TASK PROMPT: Retype the records exactly, with nothing added or dropped.

_ _ _

use std::sync::Arc;

use crate::config::Config;
use crate::store::{DynStore, Store};
use axum::extract::FromRef;

#[derive(Clone)]
pub struct AppState {
    pub store: DynStore,
    pub config: Config,
}

impl AppState {
    pub fn new(store: impl Store + 'static, config: Config) -> Self {
        Self {
            store: Arc::new(store),
            config,
        }
    }
}

impl FromRef<AppState> for DynStore {
    fn from_ref(state: &AppState) -> Self {
        state.store.clone()
    }
}

impl FromRef<AppState> for Config {
    fn from_ref(state: &AppState) -> Self {
        state.config.clone()
    }
}
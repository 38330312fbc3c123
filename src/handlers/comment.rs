// src/handlers/comment.rs

use axum::{
    Extension, Json,
    extract::{Path, Query, State},
    http::StatusCode,
    response::IntoResponse,
};
use chrono::Utc;
use uuid::Uuid;
use validator::Validate;

use crate::{
    error::AppError,
    models::comment::{ANONYMOUS_AUTHOR, Comment, CommentListParams, CreateCommentRequest},
    services::threads::load_thread,
    store::DynStore,
    utils::{html::clean_text, session::Session},
};

/// Create a new comment, or a threaded reply when `parent_id` is given.
pub async fn create_comment(
    State(store): State<DynStore>,
    Json(payload): Json<CreateCommentRequest>,
) -> Result<impl IntoResponse, AppError> {
    payload
        .validate()
        .map_err(|e| AppError::BadRequest(e.to_string()))?;

    let content = clean_text(&payload.content)
        .ok_or(AppError::BadRequest("Comment must not be empty".to_string()))?;

    let article = store
        .find_article(&payload.article_id)
        .await?
        .ok_or(AppError::NotFound("Article not found".to_string()))?;

    // A reply must stay within the same article.
    let parent_id = match payload
        .parent_id
        .as_deref()
        .map(str::trim)
        .filter(|pid| !pid.is_empty())
    {
        Some(pid) => {
            let parent = store
                .find_comment(pid)
                .await?
                .ok_or(AppError::NotFound("Parent comment not found".to_string()))?;
            if parent.article_id != article.id {
                return Err(AppError::BadRequest(
                    "Parent comment belongs to another article".to_string(),
                ));
            }
            Some(parent.id)
        }
        None => None,
    };

    let comment = Comment {
        id: Uuid::new_v4().to_string(),
        article_id: article.id,
        content,
        author: payload
            .author
            .as_deref()
            .and_then(clean_text)
            .unwrap_or_else(|| ANONYMOUS_AUTHOR.to_string()),
        parent_id,
        created_at: Utc::now(),
        likes: 0,
        dislikes: 0,
    };

    store.insert_comment(&comment).await.map_err(|e| {
        tracing::error!("Failed to create comment: {:?}", e);
        e
    })?;

    Ok((StatusCode::CREATED, Json(comment)))
}

/// `GET /api/comments?article_id=...`: the nested thread for an article.
pub async fn list_comments(
    State(store): State<DynStore>,
    Extension(session): Extension<Session>,
    Query(params): Query<CommentListParams>,
) -> Result<impl IntoResponse, AppError> {
    let thread = load_thread(&*store, &params.article_id, &session.id).await?;

    Ok(Json(thread))
}

/// `GET /api/articles/{id}/comments`: same as [`list_comments`], keyed by path.
pub async fn list_article_comments(
    State(store): State<DynStore>,
    Extension(session): Extension<Session>,
    Path(article_key): Path<String>,
) -> Result<impl IntoResponse, AppError> {
    let thread = load_thread(&*store, &article_key, &session.id).await?;

    Ok(Json(thread))
}
// src/store/mod.rs

//! Data store boundary.
//!
//! Handlers and services only talk to [`Store`]; the concrete backend is
//! chosen once at startup and injected through `AppState`.

pub mod memory;
pub mod postgres;

use std::{collections::HashSet, sync::Arc};

use async_trait::async_trait;

use crate::{
    error::AppError,
    models::{
        article::{Article, ArticleListParams, CategoryStat, UpdateArticleRequest},
        comment::{Comment, ReactionKind},
        interaction::{ArticleCounter, ArticleReaction},
    },
};

pub use memory::MemoryStore;
pub use postgres::PgStore;

/// Shared handle to the configured store.
pub type DynStore = Arc<dyn Store>;

/// Comments a session currently likes or dislikes.
#[derive(Debug, Clone, Default, PartialEq)]
pub struct SessionReactions {
    pub liked: HashSet<String>,
    pub disliked: HashSet<String>,
}

#[async_trait]
pub trait Store: Send + Sync {
    // Articles

    async fn list_articles(&self, params: &ArticleListParams) -> Result<Vec<Article>, AppError>;

    /// Looks an article up by id or slug.
    async fn find_article(&self, key: &str) -> Result<Option<Article>, AppError>;

    /// Fails with `Conflict` when the id or slug is taken.
    async fn insert_article(&self, article: &Article) -> Result<(), AppError>;

    async fn update_article(
        &self,
        id: &str,
        changes: &UpdateArticleRequest,
    ) -> Result<Option<Article>, AppError>;

    /// Removes the article with its comments and every reaction record. Returns false when absent.
    async fn delete_article(&self, id: &str) -> Result<bool, AppError>;

    async fn category_stats(&self) -> Result<Vec<CategoryStat>, AppError>;

    async fn has_article_reaction(
        &self,
        article_id: &str,
        session_id: &str,
        reaction: ArticleReaction,
    ) -> Result<bool, AppError>;

    async fn insert_article_reaction(
        &self,
        article_id: &str,
        session_id: &str,
        reaction: ArticleReaction,
    ) -> Result<(), AppError>;

    async fn delete_article_reaction(
        &self,
        article_id: &str,
        session_id: &str,
        reaction: ArticleReaction,
    ) -> Result<(), AppError>;

    /// Adds `delta` to a counter, flooring at zero.
    async fn adjust_article_counter(
        &self,
        article_id: &str,
        counter: ArticleCounter,
        delta: i64,
    ) -> Result<(), AppError>;

    // Comments

    async fn list_comments(&self, article_id: &str) -> Result<Vec<Comment>, AppError>;

    async fn find_comment(&self, id: &str) -> Result<Option<Comment>, AppError>;

    /// Stores the comment and bumps the owning article's comment counter.
    async fn insert_comment(&self, comment: &Comment) -> Result<(), AppError>;

    /// The session's reactions on comments of one article.
    async fn session_reactions(
        &self,
        article_id: &str,
        session_id: &str,
    ) -> Result<SessionReactions, AppError>;

    /// Reaction kinds the session holds on a comment. At most one unless the data is corrupt.
    async fn comment_reactions(
        &self,
        comment_id: &str,
        session_id: &str,
    ) -> Result<Vec<ReactionKind>, AppError>;

    async fn insert_comment_reaction(
        &self,
        comment_id: &str,
        session_id: &str,
        kind: ReactionKind,
    ) -> Result<(), AppError>;

    async fn delete_comment_reaction(
        &self,
        comment_id: &str,
        session_id: &str,
        kind: ReactionKind,
    ) -> Result<(), AppError>;

    /// Adds `delta` to the like or dislike counter, flooring at zero.
    async fn adjust_comment_counter(
        &self,
        comment_id: &str,
        kind: ReactionKind,
        delta: i64,
    ) -> Result<(), AppError>;
}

_ _ _

EXERCISE RESPONSE:
use std::sync::Arc;

use crate::config::Config;
use crate::store::{DynStore, Store};
use axum::extract::FromRef;

#[derive(Clone)]
pub struct AppState {
    pub store: DynStore,
    pub config: Config,
}

impl AppState {
    pub fn new(store: impl Store + 'static, config: Config) -> Self {
        Self {
            store: Arc::new(store),
            config,
        }
    }
}

impl FromRef<AppState> for DynStore {
    fn from_ref(state: &AppState) -> Self {
        state.store.clone()
    }
}

impl FromRef<AppState> for Config {
    fn from_ref(state: &AppState) -> Self {
        state.config.clone()
    }
}
repository 38330312fbc3c123
filename src/handlers/comment.rs
// src/handlers/comment.rs

use axum::{
    Extension, Json,
    extract::{Path, Query, State},
    http::StatusCode,
    response::IntoResponse,
};
use chrono::Utc;
use uuid::Uuid;
use validator::Validate;

use crate::{
    error::AppError,
    models::comment::{ANONYMOUS_AUTHOR, Comment, CommentListParams, CreateCommentRequest},
    services::threads::load_thread,
    store::DynStore,
    utils::{html::clean_text, session::Session},
};

/// Create a new comment, or a threaded reply when `parent_id` is given.
pub async fn create_comment(
    State(store): State<DynStore>,
    Json(payload): Json<CreateCommentRequest>,
) -> Result<impl IntoResponse, AppError> {
    payload
        .validate()
        .map_err(|e| AppError::BadRequest(e.to_string()))?;

    let content = clean_text(&payload.content)
        .ok_or(AppError::BadRequest("Comment must not be empty".to_string()))?;

    let article = store
        .find_article(&payload.article_id)
        .await?
        .ok_or(AppError::NotFound("Article not found".to_string()))?;

    // A reply must stay within the same article.
    let parent_id = match payload
        .parent_id
        .as_deref()
        .map(str::trim)
        .filter(|pid| !pid.is_empty())
    {
        Some(pid) => {
            let parent = store
                .find_comment(pid)
                .await?
                .ok_or(AppError::NotFound("Parent comment not found".to_string()))?;
            if parent.article_id != article.id {
                return Err(AppError::BadRequest(
                    "Parent comment belongs to another article".to_string(),
                ));
            }
            Some(parent.id)
        }
        None => None,
    };

    let comment = Comment {
        id: Uuid::new_v4().to_string(),
        article_id: article.id,
        content,
        author: payload
            .author
            .as_deref()
            .and_then(clean_text)
            .unwrap_or_else(|| ANONYMOUS_AUTHOR.to_string()),
        parent_id,
        created_at: Utc::now(),
        likes: 0,
        dislikes: 0,
    };

    store.insert_comment(&comment).await.map_err(|e| {
        tracing::error!("Failed to create comment: {:?}", e);
        e
    })?;

    Ok((StatusCode::CREATED, Json(comment)))
}

/// `GET /api/comments?article_id=...`: the nested thread for an article.
pub async fn list_comments(
    State(store): State<DynStore>,
    Extension(session): Extension<Session>,
    Query(params): Query<CommentListParams>,
) -> Result<impl IntoResponse, AppError> {
    let thread = load_thread(&*store, &params.article_id, &session.id).await?;

    Ok(Json(thread))
}

/// `GET /api/articles/{id}/comments`: same as [`list_comments`], keyed by path.
pub async fn list_article_comments(
    State(store): State<DynStore>,
    Extension(session): Extension<Session>,
    Path(article_key): Path<String>,
) -> Result<impl IntoResponse, AppError> {
    let thread = load_thread(&*store, &article_key, &session.id).await?;

    Ok(Json(thread))
}
// src/store/mod.rs

//! Data store boundary.
//!
//! Handlers and services only talk to [`Store`]; the concrete backend is
//! chosen once at startup and injected through `AppState`.

pub mod memory;
pub mod postgres;

use std::{collections::HashSet, sync::Arc};

use async_trait::async_trait;

use crate::{
    error::AppError,
    models::{
        article::{Article, ArticleListParams, CategoryStat, UpdateArticleRequest},
        comment::{Comment, ReactionKind},
        interaction::{ArticleCounter, ArticleReaction},
    },
};

pub use memory::MemoryStore;
pub use postgres::PgStore;

/// Shared handle to the configured store.
pub type DynStore = Arc<dyn Store>;

/// Comments a session currently likes or dislikes.
#[derive(Debug, Clone, Default, PartialEq)]
pub struct SessionReactions {
    pub liked: HashSet<String>,
    pub disliked: HashSet<String>,
}

#[async_trait]
pub trait Store: Send + Sync {
    // Articles

    async fn list_articles(&self, params: &ArticleListParams) -> Result<Vec<Article>, AppError>;

    /// Looks an article up by id or slug.
    async fn find_article(&self, key: &str) -> Result<Option<Article>, AppError>;

    /// Fails with `Conflict` when the id or slug is taken.
    async fn insert_article(&self, article: &Article) -> Result<(), AppError>;

    async fn update_article(
        &self,
        id: &str,
        changes: &UpdateArticleRequest,
    ) -> Result<Option<Article>, AppError>;

    /// Removes the article with its comments and every reaction record. Returns false when absent.
    async fn delete_article(&self, id: &str) -> Result<bool, AppError>;

    async fn category_stats(&self) -> Result<Vec<CategoryStat>, AppError>;

    async fn has_article_reaction(
        &self,
        article_id: &str,
        session_id: &str,
        reaction: ArticleReaction,
    ) -> Result<bool, AppError>;

    async fn insert_article_reaction(
        &self,
        article_id: &str,
        session_id: &str,
        reaction: ArticleReaction,
    ) -> Result<(), AppError>;

    async fn delete_article_reaction(
        &self,
        article_id: &str,
        session_id: &str,
        reaction: ArticleReaction,
    ) -> Result<(), AppError>;

    /// Adds `delta` to a counter, flooring at zero.
    async fn adjust_article_counter(
        &self,
        article_id: &str,
        counter: ArticleCounter,
        delta: i64,
    ) -> Result<(), AppError>;

    // Comments

    async fn list_comments(&self, article_id: &str) -> Result<Vec<Comment>, AppError>;

    async fn find_comment(&self, id: &str) -> Result<Option<Comment>, AppError>;

    /// Stores the comment and bumps the owning article's comment counter.
    async fn insert_comment(&self, comment: &Comment) -> Result<(), AppError>;

    /// The session's reactions on comments of one article.
    async fn session_reactions(
        &self,
        article_id: &str,
        session_id: &str,
    ) -> Result<SessionReactions, AppError>;

    /// Reaction kinds the session holds on a comment. At most one unless the data is corrupt.
    async fn comment_reactions(
        &self,
        comment_id: &str,
        session_id: &str,
    ) -> Result<Vec<ReactionKind>, AppError>;

    async fn insert_comment_reaction(
        &self,
        comment_id: &str,
        session_id: &str,
        kind: ReactionKind,
    ) -> Result<(), AppError>;

    async fn delete_comment_reaction(
        &self,
        comment_id: &str,
        session_id: &str,
        kind: ReactionKind,
    ) -> Result<(), AppError>;

    /// Adds `delta` to the like or dislike counter, flooring at zero.
    async fn adjust_comment_counter(
        &self,
        comment_id: &str,
        kind: ReactionKind,
        delta: i64,
    ) -> Result<(), AppError>;
}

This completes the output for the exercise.